Mitch Dalton’s session shenanigans
The studio guitarist’s guide to happiness and personal fulfilment. R is For Rich, Russia & Rat Pack.
Unless you’ve been living under a pile of plectrums for the last couple of decades, it cannot have escaped your notice that the terms ‘oligarch’, ‘billionaire’ and ‘obscenely wealthy person with little or no taste and the ability to indulge it’ have become a feature of our media lexicon of late.
And if you’re a musician (or an event management company, international singing superstar or acrobat) the news just keeps getting better. You’re working! These chaps have birthdays, anniversaries and weddings just like us. However, unlike Dave Cameron’s “hard working families”, they’re only too happy to spread the word (and a minute proportion of their wonga) by mounting a series of ever more ostentatious bashes in what appears to be a surreal catering arms race. But be ye not afraid. It’s not the road to armageddon. Arm-and-a-leg-ageddon, more like. With extra servings of helicopters, yachts and olives.
Only last month I was flown to Moscow with one of the UK’s finest orchestras. ‘Twas the 50th birthday of a cheeky chappie from Chechnya who had decided to hire the Olympic stadium to mark the occasion. For the week. For two hundred guests. For the sheer hell of it. The usual avalanche of entertainment ensued – dancers, gymnasts and Andrea Bocelli featuring prominently.We played Let Me Entertain You for three minutes. And flew home.
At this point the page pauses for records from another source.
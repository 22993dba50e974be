//! Data structures for the download system
//!
//! Progress events emitted by the media engine, per-URL lifecycle states, the options
//! handed to the engine and the outcome of a single download.

use serde::{Deserialize, Serialize};
use std::{
    fmt,
    path::{Path, PathBuf},
};

use crate::catalog::{CatalogError, VideoRecord};
use crate::config::{EngineConfig, StorageConfig};

/// Lifecycle of a submitted URL
#[derive(Debug, Clone, Copy, Serialize, Deserialize, PartialEq, Eq, Default)]
#[serde(rename_all = "lowercase")]
pub enum DownloadState {
    /// Accepted by the queue, engine not started yet
    #[default]
    Pending,
    /// Engine is transferring data
    Downloading,
    /// Record has been written to the catalog
    Done,
    /// Orchestrator gave up, see the attached message
    Error,
}

impl fmt::Display for DownloadState {
    fn fmt(&self, f: &mut fmt::Formatter<'_>) -> fmt::Result {
        match self {
            Self::Pending => write!(f, "pending"),
            Self::Downloading => write!(f, "downloading"),
            Self::Done => write!(f, "done"),
            Self::Error => write!(f, "error"),
        }
    }
}

/// Event reported by the media engine while a download runs
#[derive(Debug, Clone, PartialEq)]
pub enum ProgressEvent {
    /// Raw percentage string as printed by the engine, e.g. `"\x1b[0;94m 42.1%\x1b[0m"`
    Downloading { percent_str: String },
    /// The engine finished writing the file
    Finished,
}

/// Callback the engine invokes for every progress event
pub type ProgressCallback = Box<dyn Fn(ProgressEvent) + Send + Sync>;

/// Options handed to the media engine for one download
#[derive(Debug, Clone)]
pub struct DownloadOptions {
    pub output_dir: PathBuf,
    /// File name template relative to `output_dir`
    pub output_template: String,
    pub format: String,
    pub socket_timeout: u64,
    pub retries: u32,
    pub no_playlist: bool,
    pub restrict_filenames: bool,
}

impl DownloadOptions {
    pub const DEFAULT_TEMPLATE: &'static str = "%(title)s.%(ext)s";

    pub fn new(output_dir: impl AsRef<Path>, engine: &EngineConfig) -> Self {
        Self {
            output_dir: output_dir.as_ref().to_path_buf(),
            output_template: Self::DEFAULT_TEMPLATE.to_string(),
            format: engine.format.clone(),
            socket_timeout: engine.socket_timeout,
            retries: engine.retries,
            no_playlist: true,
            restrict_filenames: true,
        }
    }

    pub fn from_config(storage: &StorageConfig, engine: &EngineConfig) -> Self {
        Self::new(&storage.download_dir, engine)
    }

    /// Full output template, e.g. `downloads/%(title)s.%(ext)s`
    pub fn output_path_template(&self) -> String {
        self.output_dir
            .join(&self.output_template)
            .to_string_lossy()
            .into_owned()
    }
}

/// Metadata extracted from a URL before downloading
#[derive(Debug, Clone, PartialEq, Deserialize)]
pub struct MediaMetadata {
    pub title: String,
    #[serde(default)]
    pub ext: Option<String>,
    /// Output path the engine will write to, when it reports one
    #[serde(default, rename = "_filename")]
    pub filename: Option<String>,
}

#[derive(Debug, thiserror::Error)]
pub enum DownloadError {
    #[error("media engine `{0}` was not found")]
    EngineNotFound(String),

    #[error("metadata extraction failed: {0}")]
    Metadata(String),

    #[error("download failed: {0}")]
    DownloadFailed(String),

    #[error("I/O error: {0}")]
    Io(#[from] std::io::Error),

    #[error("failed to save catalog record: {0}")]
    Catalog(#[from] CatalogError),
}

/// Result of one orchestrated download, serialized as the record or `{"error": ..}`
#[derive(Debug, Clone, Serialize, PartialEq)]
#[serde(untagged)]
pub enum DownloadOutcome {
    Saved(VideoRecord),
    Failed { error: String },
}

#[cfg(test)]
impl DownloadOutcome {
    pub fn is_saved(&self) -> bool {
        matches!(self, Self::Saved(_))
    }

    pub fn error_message(&self) -> Option<&str> {
        match self {
            Self::Failed { error } => Some(error),
            Self::Saved(_) => None,
        }
    }
}

#[cfg(test)]
mod tests {
    use super::*;

    #[test]
    fn test_state_serializes_lowercase() {
        let json = serde_json::to_string(&DownloadState::Downloading).unwrap();
        assert_eq!(json, "\"downloading\"");
        assert_eq!(DownloadState::Error.to_string(), "error");
    }

    #[test]
    fn test_output_path_template() {
        let opts = DownloadOptions::new("downloads", &EngineConfig::default());
        assert_eq!(opts.output_path_template(), "downloads/%(title)s.%(ext)s");
        assert!(opts.no_playlist);
    }

    #[test]
    fn test_failed_outcome_shape() {
        let outcome = DownloadOutcome::Failed {
            error: "boom".to_string(),
        };
        let json = serde_json::to_value(&outcome).unwrap();
        assert_eq!(json, serde_json::json!({ "error": "boom" }));
        assert_eq!(outcome.error_message(), Some("boom"));
    }

    #[test]
    fn test_metadata_reads_engine_filename() {
        let raw = r#"{"title": "Clip", "ext": "mp4", "_filename": "downloads/Clip.mp4", "id": "x"}"#;
        let meta: MediaMetadata = serde_json::from_str(raw).unwrap();
        assert_eq!(meta.filename.as_deref(), Some("downloads/Clip.mp4"));
        assert_eq!(meta.ext.as_deref(), Some("mp4"));
    }
}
Then there was Schloss Heidelberg – the place, not the man. A step down, I admit. This particular ‘high net worth’ individual could only run to hiring Germany’s most famous castle for his birthday weekend. And he wanted value for money. No less than a full 45-minute feast of Sinatra, Martin and Davis Jr impersonations accompanied by the finest big-band musicians that Euros can buy. Or rent. Here are my impressions from the world of conspicuous consumption. The names have been redacted to protect the guilty.
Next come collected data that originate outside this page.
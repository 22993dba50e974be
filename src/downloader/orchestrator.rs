//! Runs one URL through extraction, download, verification and cataloging.

use std::{path::PathBuf, sync::Arc};

use super::models::{DownloadError, DownloadOptions, DownloadOutcome, ProgressCallback};
use super::ytdlp::MediaEngine;
use crate::catalog::{CatalogStore, VideoRecord};
use crate::progress::ProgressTracker;
use crate::util::{human_size, local_timestamp, sanitize_filename};

pub struct Orchestrator {
    engine: Arc<dyn MediaEngine>,
    catalog: Arc<CatalogStore>,
    progress: Arc<ProgressTracker>,
    options: DownloadOptions,
}

impl Orchestrator {
    pub fn new(
        engine: Arc<dyn MediaEngine>,
        catalog: Arc<CatalogStore>,
        progress: Arc<ProgressTracker>,
        options: DownloadOptions,
    ) -> Self {
        Self {
            engine,
            catalog,
            progress,
            options,
        }
    }

    pub fn progress(&self) -> &Arc<ProgressTracker> {
        &self.progress
    }

    pub fn options(&self) -> &DownloadOptions {
        &self.options
    }

    /// Downloads `url` and records it in the catalog.
    ///
    /// Failures are logged, reported to the progress tracker and returned as
    /// [`DownloadOutcome::Failed`]; they never escape as errors.
    pub async fn submit(&self, url: &str) -> DownloadOutcome {
        match self.run(url).await {
            Ok(record) => {
                self.progress.mark_done(url);
                tracing::info!(url = %url, title = %record.title, "Video downloaded and saved");
                DownloadOutcome::Saved(record)
            }
            Err(e) => {
                tracing::error!(url = %url, "Error downloading video: {}", e);
                let error = e.to_string();
                self.progress.mark_failed(url, error.clone());
                DownloadOutcome::Failed { error }
            }
        }
    }

    #[tracing::instrument(level = "debug", skip(self))]
    async fn run(&self, url: &str) -> Result<VideoRecord, DownloadError> {
        tracing::info!("Extracting video info");
        let metadata = self.engine.extract_metadata(url, &self.options).await?;

        tracing::info!(title = %metadata.title, "Downloading video");
        let progress = self.progress.clone();
        let id = url.to_string();
        let callback: ProgressCallback = Box::new(move |event| progress.apply(&id, event));
        self.engine.download(url, &self.options, callback).await?;

        let raw_path = self.engine.resolve_output_path(&metadata, &self.options);
        let path = self.settle_filename(raw_path).await?;

        let file_meta = match tokio::fs::metadata(&path).await {
            Ok(m) if m.is_file() => m,
            _ => {
                return Err(DownloadError::DownloadFailed(format!(
                    "file not found after download: {}",
                    path.display()
                )));
            }
        };

        let file_name = path
            .file_name()
            .map(|n| n.to_string_lossy().into_owned())
            .unwrap_or_default();

        let record = VideoRecord {
            title: metadata.title,
            filesize: human_size(file_meta.len()),
            local_path: VideoRecord::local_path_for(&file_name),
            download_time: local_timestamp(),
        };

        self.catalog.append(record.clone()).await?;
        Ok(record)
    }

    /// Sanitizes the file name component of `raw`, renaming the file on disk if needed
    async fn settle_filename(&self, raw: PathBuf) -> Result<PathBuf, DownloadError> {
        let raw_name = raw
            .file_name()
            .map(|n| n.to_string_lossy().into_owned())
            .unwrap_or_default();
        let clean_name = sanitize_filename(&raw_name);
        if clean_name.is_empty() {
            return Err(DownloadError::DownloadFailed(format!(
                "engine produced an unusable filename: {raw_name:?}"
            )));
        }

        let dir = raw
            .parent()
            .filter(|p| !p.as_os_str().is_empty())
            .map(|p| p.to_path_buf())
            .unwrap_or_else(|| self.options.output_dir.clone());
        let clean = dir.join(&clean_name);

        if clean != raw
            && !tokio::fs::try_exists(&clean).await.unwrap_or(false)
            && tokio::fs::try_exists(&raw).await.unwrap_or(false)
        {
            tracing::debug!(from = %raw.display(), to = %clean.display(), "Renaming download");
            tokio::fs::rename(&raw, &clean).await?;
        }

        Ok(clean)
    }
}

#[cfg(test)]
mod tests {
    use super::*;
    use crate::config::EngineConfig;
    use crate::downloader::DownloadState;
    use crate::downloader::ytdlp::stub::StubEngine;
    use tempfile::TempDir;

    struct Harness {
        dir: TempDir,
        catalog: Arc<CatalogStore>,
        progress: Arc<ProgressTracker>,
        orchestrator: Orchestrator,
    }

    fn harness(engine: StubEngine) -> Harness {
        let dir = tempfile::tempdir().unwrap();
        let catalog = Arc::new(CatalogStore::new(dir.path().join("video_info.json")));
        let progress = Arc::new(ProgressTracker::new());
        let options = DownloadOptions::new(dir.path().join("downloads"), &EngineConfig::default());
        let orchestrator = Orchestrator::new(
            Arc::new(engine),
            catalog.clone(),
            progress.clone(),
            options,
        );
        Harness {
            dir,
            catalog,
            progress,
            orchestrator,
        }
    }

    #[tokio::test]
    async fn test_submit_saves_record() {
        let h = harness(StubEngine::new("Sample Clip"));
        let url = "https://example.com/watch?v=abc";

        let outcome = h.orchestrator.submit(url).await;
        let DownloadOutcome::Saved(record) = &outcome else {
            panic!("expected saved outcome, got {outcome:?}");
        };

        assert_eq!(record.title, "Sample Clip");
        assert_eq!(record.local_path, "/downloads/Sample Clip.mp4");
        assert!(record.filesize.ends_with('B'));
        assert!(h.dir.path().join("downloads/Sample Clip.mp4").exists());

        let records = h.catalog.load().await;
        assert_eq!(records, vec![record.clone()]);
        assert_eq!(h.progress.read(url), 100.0);
        assert_eq!(h.progress.status(url), Some(DownloadState::Done));
    }

    #[tokio::test]
    async fn test_submit_renames_unsafe_filename() {
        let h = harness(StubEngine::new("What? Really."));

        let outcome = h.orchestrator.submit("https://example.com/q").await;
        let DownloadOutcome::Saved(record) = &outcome else {
            panic!("expected saved outcome, got {outcome:?}");
        };

        assert_eq!(record.local_path, "/downloads/What Really..mp4");
        assert!(h.dir.path().join("downloads/What Really..mp4").exists());
        assert!(!h.dir.path().join("downloads/What? Really..mp4").exists());
    }

    #[tokio::test]
    async fn test_missing_file_is_reported_not_raised() {
        let mut engine = StubEngine::new("Ghost");
        engine.skip_write = true;
        let h = harness(engine);
        let url = "https://example.com/ghost";

        let outcome = h.orchestrator.submit(url).await;
        let error = outcome.error_message().expect("should fail");
        assert!(error.contains("file not found"), "{error}");
        assert!(h.catalog.load().await.is_empty());
        assert_eq!(h.progress.status(url), Some(DownloadState::Error));
    }

    #[tokio::test]
    async fn test_engine_failure_leaves_catalog_untouched() {
        let h = harness(StubEngine::failing("unsupported URL"));
        let url = "not a url";

        let outcome = h.orchestrator.submit(url).await;
        assert!(!outcome.is_saved());
        assert!(outcome.error_message().unwrap().contains("unsupported URL"));
        assert!(h.catalog.load().await.is_empty());

        let entry = h.progress.entry(url).unwrap();
        assert_eq!(entry.state, DownloadState::Error);
    }
}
Friday. Frankfurt airport. We arrive and I am immediately reminded of a Charlie Watts interview in which he was asked to summGarUiIsTeARhiTsEcCaHrNeIeQrUwESithMTAGhAeZINE Rolling Stones.“One year of playing – and 29 years of hanging around”. Transfer by Mercedes MPV to Hotel Adequate. Dinner at far-too-late o’clock courtesy of our hosts at a local traditional restaurant: ie. Pork n Pilsner.
Saturday. We are herded to the castle at 8.30am after a perfectly pink pigfest. We then march to the castle walls, don galoshes in order to protect the pristine venue from the ravages of global storming, spin out the soundcheck until 11am, hang about some more, schlep to another part of the vast edifice where we are shown our dressing room, and traipse across the courtyard to yet another medieval extension where we are offered lunch – potage du pork (or
vegetarian alternative) followed by – frankfurters. No bun, roll, fries or accoutrements of any kind. Just frankfurters. Unless you count some weird radioactive yellow gunk that looks like a sci-fi cross between mustard and gravy, probably from Planet Piggon.
I decline and walk back to the coach and thence to the hotel at 1.30pm. I change guitar strings and return to bed. I set the alarm for 5pm and wake early, grumpy and hungry. Sadly, Snow Blonde is nowhere in evidence, although she is due to jump out of her Marilyn Meringue at the conclusion of our set while we attend to our rousing rendition of Diamonds Are A Girl’s Best Friend. There is no beginning to an event organiser’s originality! Still, one mustn’t grumble. This two-minute addendum to our 45-minute workload is about to cost them another 50 euros per man. All that remains is for me to don my dinner jacket, coach it back to the venue, pig out (literally), do our thing to apparent approval, and get the hell out.
Don’t get me wrong. I’ve got time for Jezza Corbyn and social equality. But let’s be frank. We need to look after these people. Give ‘em what they need. Tax breaks. Anonymous off-shore accounts. Entire utility industries. And the age old aspirations of Liberté, Egalité and Beyoncé will just have to wait a while longer.
I mean, after all. A gig’s a gig. And a pig’s a pig, for that matter.